During Day 1 against Australia, Mohammad Asif proved to the world, yet again, why even if you stack drug charges, discipline issues and woeful fielding on one side against him, he still weighs more. In one over, he took Simon Katich and Marcus North — the first fell to a ball that seamed away, the second to one that came in.
But how did he do it? The replays showed both balls delivered with the same wrist and seam positions (and it wasn’t clear on which side the shiny surface lay). Michael Holding, looking at the evidence, recounted how a batsman once told him that bowlers usually have no clue how they get wickets (implying that luck and chance happeneth to us all). Holding’s theory made sense coming from a bowler; he responded that as long as you put the ball in the right length and the right line, the little magical elves that lie on a pitch or hang in the air will do their path to deliver cosmic justice.

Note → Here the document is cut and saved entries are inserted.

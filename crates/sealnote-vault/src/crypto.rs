// SPDX-FileCopyrightText: 2026 Sealnote Contributors
// SPDX-License-Identifier: MIT OR Apache-2.0

//! Authenticated encryption of the payload under the credential key.
//!
//! Every call to [`seal`] draws a fresh random 96-bit nonce from the
//! provider's CSPRNG. Nonce reuse under the same key would be
//! catastrophic for GCM security.
//!
//! Wire format: `nonce(12) || ciphertext || tag(16)`, one contiguous
//! buffer. No version or algorithm byte is embedded; the format is
//! implicit and fixed.

use sealnote_core::SealnoteError;

use crate::kdf::CredentialKey;
use crate::provider::{self, NONCE_LEN};

/// GCM authentication tag length in bytes.
pub const TAG_LEN: usize = 16;

/// Encrypt `plaintext`, returning the full wire blob.
pub fn seal(plaintext: &str, key: &CredentialKey) -> Result<Vec<u8>, SealnoteError> {
    let provider = provider::checked()?;
    let aead = (provider.import_key)(key.bytes())?;

    let mut nonce = [0u8; NONCE_LEN];
    (provider.random_bytes)(&mut nonce)?;

    let mut in_out = plaintext.as_bytes().to_vec();
    (provider.encrypt)(&aead, nonce, &mut in_out)?;

    let mut blob = Vec::with_capacity(NONCE_LEN + in_out.len());
    blob.extend_from_slice(&nonce);
    blob.append(&mut in_out);
    Ok(blob)
}

/// Decrypt a wire blob produced by [`seal`].
///
/// Fails with [`SealnoteError::DecryptionFailed`] when the tag does not
/// verify -- wrong key, corrupted ciphertext, or tampered data. The
/// caller cannot tell those apart from a wrong password, which is
/// deliberate.
pub fn open(blob: &[u8], key: &CredentialKey) -> Result<String, SealnoteError> {
    let provider = provider::checked()?;

    if blob.len() < NONCE_LEN + TAG_LEN {
        return Err(SealnoteError::DecryptionFailed);
    }
    let nonce: [u8; NONCE_LEN] = blob[..NONCE_LEN]
        .try_into()
        .map_err(|_| SealnoteError::DecryptionFailed)?;

    let aead = (provider.import_key)(key.bytes())?;
    let mut in_out = blob[NONCE_LEN..].to_vec();
    let plaintext_len = (provider.decrypt)(&aead, nonce, &mut in_out)?;
    in_out.truncate(plaintext_len);

    String::from_utf8(in_out).map_err(|_| SealnoteError::PlausibilityCheckFailed)
}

I like that idea a lot, since it goes to the heart of this blog’s thesis (cricket is about fate and chance; a long parable about the limits of human agency and modernity). But it’s also a huge bummer, right? At one point, Holding even insisted that the great Shane Warne would confess he didn’t know why certain balls he bowled did what they did. Right, fair enough, but I like to think Asif does know why he can bowl balls that always come back off the pitch, and bowl others that do nothing at all.
Either way, I’ll say this: Asif — better than marijuana.